Could the data below be copied out in full, word for word?
*** Begin section ***
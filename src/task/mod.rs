//! Task abstraction
//!
//! This module defines the core abstraction for the unit of work the engine
//! analyzes. A task bundles three capabilities:
//!
//! - **Invoke**: run the task on one input element
//! - **Stable identity**: a deterministic byte identity of the task body,
//!   used by the fingerprint module to key the decision cache
//! - **Wire encoding**: encode the task, its inputs, and its outputs for
//!   transfer across a process boundary
//!
//! The engine never sends anything to a worker itself; it *prices* the wire
//! encoding during the dry run to model IPC overhead, and it refuses to
//! recommend parallelism for tasks or elements that cannot cross a process
//! boundary at all.
//!
//! # Example
//!
//! ```
//! use amorsize::task::{FnTask, Task};
//!
//! let task = FnTask::new("square", |x: &u64| x * x);
//! assert_eq!(task.invoke(&7), 49);
//! assert!(task.encode_task().is_ok());
//! assert!(task.encode_input(&7).unwrap().len() > 0);
//! ```

use serde::Serialize;
use thiserror::Error;

/// Failure to encode a value for transfer to a worker process
#[derive(Debug, Clone, Error)]
pub enum WireError {
    /// The value's serializer rejected it
    #[error("cannot serialize for worker transfer: {0}")]
    Encode(String),
    /// The task has no transferable representation (e.g. an anonymous closure)
    #[error("task has no transferable identity: {0}")]
    Opaque(String),
}

/// A unit of work the decision engine can analyze
///
/// Implementors are free to back `invoke` with anything callable. The
/// default adapter is [`FnTask`], which wraps a closure plus serde-encodable
/// input and output types.
///
/// # Panics
///
/// `invoke` may panic; the sampler catches panics and records them as a
/// sampling error, which maps to a serial recommendation.
pub trait Task {
    /// Element type consumed from the input collection
    type Input;
    /// Value produced per element
    type Output;

    /// Run the task on one element
    fn invoke(&self, input: &Self::Input) -> Self::Output;

    /// Deterministic byte identity of the task body
    ///
    /// Implementations may hash compiled code, an object file symbol, or a
    /// caller-supplied tag. The fingerprint module hashes whatever this
    /// returns, so two tasks with the same identity share cache entries.
    fn stable_identity(&self) -> Vec<u8>;

    /// Encode the task itself for transfer to a worker
    ///
    /// `Err` means the task cannot cross a process boundary and the engine
    /// must recommend serial execution.
    fn encode_task(&self) -> Result<Vec<u8>, WireError>;

    /// Encode one input element for transfer to a worker
    fn encode_input(&self, input: &Self::Input) -> Result<Vec<u8>, WireError>;

    /// Encode one output value for return from a worker
    fn encode_output(&self, output: &Self::Output) -> Result<Vec<u8>, WireError>;
}

/// Encode a serde-serializable value with the wire codec
///
/// The engine uses this to measure real serialization time and size; the
/// same codec a process pool would use for its queue protocol.
pub fn encode_wire<T: Serialize>(value: &T) -> Result<Vec<u8>, WireError> {
    bincode::serialize(value).map_err(|e| WireError::Encode(e.to_string()))
}

/// Adapter wrapping a closure as a [`Task`]
///
/// Two flavors exist:
///
/// - [`FnTask::new`] takes a tag naming the function. The tag doubles as the
///   stable identity and as the transferable representation (a worker on the
///   other side resolves the tag to the same function).
/// - [`FnTask::anonymous`] wraps an unnamed closure. Its identity falls back
///   to the closure's type name, which is stable within a build, but the
///   task itself is not transferable and always yields a serial
///   recommendation.
pub struct FnTask<F, I, O>
where
    F: Fn(&I) -> O,
{
    func: F,
    tag: Option<String>,
    _marker: std::marker::PhantomData<fn(&I) -> O>,
}

impl<F, I, O> FnTask<F, I, O>
where
    F: Fn(&I) -> O,
{
    /// Wrap a named function
    ///
    /// The tag must identify the function body: change the function, change
    /// the tag. Version suffixes work well (`"tokenize/v2"`).
    pub fn new(tag: impl Into<String>, func: F) -> Self {
        Self {
            func,
            tag: Some(tag.into()),
            _marker: std::marker::PhantomData,
        }
    }

    /// Wrap an anonymous closure that cannot be transferred to workers
    pub fn anonymous(func: F) -> Self {
        Self {
            func,
            tag: None,
            _marker: std::marker::PhantomData,
        }
    }

    /// The tag this task was created with, if any
    pub fn tag(&self) -> Option<&str> {
        self.tag.as_deref()
    }
}

impl<F, I, O> Task for FnTask<F, I, O>
where
    F: Fn(&I) -> O,
    I: Serialize,
    O: Serialize,
{
    type Input = I;
    type Output = O;

    fn invoke(&self, input: &I) -> O {
        (self.func)(input)
    }

    fn stable_identity(&self) -> Vec<u8> {
        match &self.tag {
            Some(tag) => tag.as_bytes().to_vec(),
            // Type names are stable within a build, like compiled bytecode.
            None => std::any::type_name::<F>().as_bytes().to_vec(),
        }
    }

    fn encode_task(&self) -> Result<Vec<u8>, WireError> {
        match &self.tag {
            Some(tag) => Ok(tag.as_bytes().to_vec()),
            None => Err(WireError::Opaque(
                "anonymous closures cannot be transferred to worker processes".to_string(),
            )),
        }
    }

    fn encode_input(&self, input: &I) -> Result<Vec<u8>, WireError> {
        encode_wire(input)
    }

    fn encode_output(&self, output: &O) -> Result<Vec<u8>, WireError> {
        encode_wire(output)
    }
}

#[cfg(test)]
mod tests {
    use super::*;

    #[test]
    fn test_named_task_is_transferable() {
        let task = FnTask::new("double", |x: &u32| x * 2);
        assert_eq!(task.invoke(&21), 42);
        assert_eq!(task.encode_task().unwrap(), b"double".to_vec());
        assert_eq!(task.stable_identity(), b"double".to_vec());
    }

    #[test]
    fn test_anonymous_task_is_not_transferable() {
        let task = FnTask::anonymous(|x: &u32| x + 1);
        assert_eq!(task.invoke(&1), 2);
        assert!(task.encode_task().is_err());
        // Identity still exists so the fingerprint can key cache entries.
        assert!(!task.stable_identity().is_empty());
    }

    #[test]
    fn test_input_output_encoding() {
        let task = FnTask::new("vec-len", |v: &Vec<u8>| v.len() as u64);
        let input = vec![1u8, 2, 3];
        let encoded = task.encode_input(&input).unwrap();
        assert!(!encoded.is_empty());
        let out = task.invoke(&input);
        assert!(!task.encode_output(&out).unwrap().is_empty());
    }

    #[test]
    fn test_encode_failure_is_reported() {
        struct Poison;
        impl Serialize for Poison {
            fn serialize<S: serde::Serializer>(&self, _s: S) -> Result<S::Ok, S::Error> {
                Err(serde::ser::Error::custom("held resource cannot be serialized"))
            }
        }
        let err = encode_wire(&Poison).unwrap_err();
        assert!(err.to_string().contains("serialize"));
    }
}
*** End section ***
**Expected output**.
filename src/task/mod.rs
//! Task abstraction
//!
//! This module defines the core abstraction for the unit of work the engine
//! analyzes. A task bundles three capabilities:
//!
//! - **Invoke**: run the task on one input element
//! - **Stable identity**: a deterministic byte identity of the task body,
//!   used by the fingerprint module to key the decision cache
//! - **Wire encoding**: encode the task, its inputs, and its outputs for
//!   transfer across a process boundary
//!
//! The engine never sends anything to a worker itself; it *prices* the wire
//! encoding during the dry run to model IPC overhead, and it refuses to
//! recommend parallelism for tasks or elements that cannot cross a process
//! boundary at all.
//!
//! # Example
//!
//! ```
//! use amorsize::task::{FnTask, Task};
//!
//! let task = FnTask::new("square", |x: &u64| x * x);
//! assert_eq!(task.invoke(&7), 49);
//! assert!(task.encode_task().is_ok());
//! assert!(task.encode_input(&7).unwrap().len() > 0);
//! ```

use serde::Serialize;
use thiserror::Error;

/// Failure to encode a value for transfer to a worker process
#[derive(Debug, Clone, Error)]
pub enum WireError {
    /// The value's serializer rejected it
    #[error("cannot serialize for worker transfer: {0}")]
    Encode(String),
    /// The task has no transferable representation (e.g. an anonymous closure)
    #[error("task has no transferable identity: {0}")]
    Opaque(String),
}

/// A unit of work the decision engine can analyze
///
/// Implementors are free to back `invoke` with anything callable. The
/// default adapter is [`FnTask`], which wraps a closure plus serde-encodable
/// input and output types.
///
/// # Panics
///
/// `invoke` may panic; the sampler catches panics and records them as a
/// sampling error, which maps to a serial recommendation.
pub trait Task {
    /// Element type consumed from the input collection
    type Input;
    /// Value produced per element
    type Output;

    /// Run the task on one element
    fn invoke(&self, input: &Self::Input) -> Self::Output;

    /// Deterministic byte identity of the task body
    ///
    /// Implementations may hash compiled code, an object file symbol, or a
    /// caller-supplied tag. The fingerprint module hashes whatever this
    /// returns, so two tasks with the same identity share cache entries.
    fn stable_identity(&self) -> Vec<u8>;

    /// Encode the task itself for transfer to a worker
    ///
    /// `Err` means the task cannot cross a process boundary and the engine
    /// must recommend serial execution.
    fn encode_task(&self) -> Result<Vec<u8>, WireError>;

    /// Encode one input element for transfer to a worker
    fn encode_input(&self, input: &Self::Input) -> Result<Vec<u8>, WireError>;

    /// Encode one output value for return from a worker
    fn encode_output(&self, output: &Self::Output) -> Result<Vec<u8>, WireError>;
}

/// Encode a serde-serializable value with the wire codec
///
/// The engine uses this to measure real serialization time and size; the
/// same codec a process pool would use for its queue protocol.
pub fn encode_wire<T: Serialize>(value: &T) -> Result<Vec<u8>, WireError> {
    bincode::serialize(value).map_err(|e| WireError::Encode(e.to_string()))
}

/// Adapter wrapping a closure as a [`Task`]
///
/// Two flavors exist:
///
/// - [`FnTask::new`] takes a tag naming the function. The tag doubles as the
///   stable identity and as the transferable representation (a worker on the
///   other side resolves the tag to the same function).
/// - [`FnTask::anonymous`] wraps an unnamed closure. Its identity falls back
///   to the closure's type name, which is stable within a build, but the
///   task itself is not transferable and always yields a serial
///   recommendation.
pub struct FnTask<F, I, O>
where
    F: Fn(&I) -> O,
{
    func: F,
    tag: Option<String>,
    _marker: std::marker::PhantomData<fn(&I) -> O>,
}

impl<F, I, O> FnTask<F, I, O>
where
    F: Fn(&I) -> O,
{
    /// Wrap a named function
    ///
    /// The tag must identify the function body: change the function, change
    /// the tag. Version suffixes work well (`"tokenize/v2"`).
    pub fn new(tag: impl Into<String>, func: F) -> Self {
        Self {
            func,
            tag: Some(tag.into()),
            _marker: std::marker::PhantomData,
        }
    }

    /// Wrap an anonymous closure that cannot be transferred to workers
    pub fn anonymous(func: F) -> Self {
        Self {
            func,
            tag: None,
            _marker: std::marker::PhantomData,
        }
    }

    /// The tag this task was created with, if any
    pub fn tag(&self) -> Option<&str> {
        self.tag.as_deref()
    }
}

impl<F, I, O> Task for FnTask<F, I, O>
where
    F: Fn(&I) -> O,
    I: Serialize,
    O: Serialize,
{
    type Input = I;
    type Output = O;

    fn invoke(&self, input: &I) -> O {
        (self.func)(input)
    }

    fn stable_identity(&self) -> Vec<u8> {
        match &self.tag {
            Some(tag) => tag.as_bytes().to_vec(),
            // Type names are stable within a build, like compiled bytecode.
            None => std::any::type_name::<F>().as_bytes().to_vec(),
        }
    }

    fn encode_task(&self) -> Result<Vec<u8>, WireError> {
        match &self.tag {
            Some(tag) => Ok(tag.as_bytes().to_vec()),
            None => Err(WireError::Opaque(
                "anonymous closures cannot be transferred to worker processes".to_string(),
            )),
        }
    }

    fn encode_input(&self, input: &I) -> Result<Vec<u8>, WireError> {
        encode_wire(input)
    }

    fn encode_output(&self, output: &O) -> Result<Vec<u8>, WireError> {
        encode_wire(output)
    }
}

#[cfg(test)]
mod tests {
    use super::*;

    #[test]
    fn test_named_task_is_transferable() {
        let task = FnTask::new("double", |x: &u32| x * 2);
        assert_eq!(task.invoke(&21), 42);
        assert_eq!(task.encode_task().unwrap(), b"double".to_vec());
        assert_eq!(task.stable_identity(), b"double".to_vec());
    }

    #[test]
    fn test_anonymous_task_is_not_transferable() {
        let task = FnTask::anonymous(|x: &u32| x + 1);
        assert_eq!(task.invoke(&1), 2);
        assert!(task.encode_task().is_err());
        // Identity still exists so the fingerprint can key cache entries.
        assert!(!task.stable_identity().is_empty());
    }

    #[test]
    fn test_input_output_encoding() {
        let task = FnTask::new("vec-len", |v: &Vec<u8>| v.len() as u64);
        let input = vec![1u8, 2, 3];
        let encoded = task.encode_input(&input).unwrap();
        assert!(!encoded.is_empty());
        let out = task.invoke(&input);
        assert!(!task.encode_output(&out).unwrap().is_empty());
    }

    #[test]
    fn test_encode_failure_is_reported() {
        struct Poison;
        impl Serialize for Poison {
            fn serialize<S: serde::Serializer>(&self, _s: S) -> Result<S::Ok, S::Error> {
                Err(serde::ser::Error::custom("held resource cannot be serialized"))
            }
        }
        let err = encode_wire(&Poison).unwrap_err();
        assert!(err.to_string().contains("serialize"));
    }
}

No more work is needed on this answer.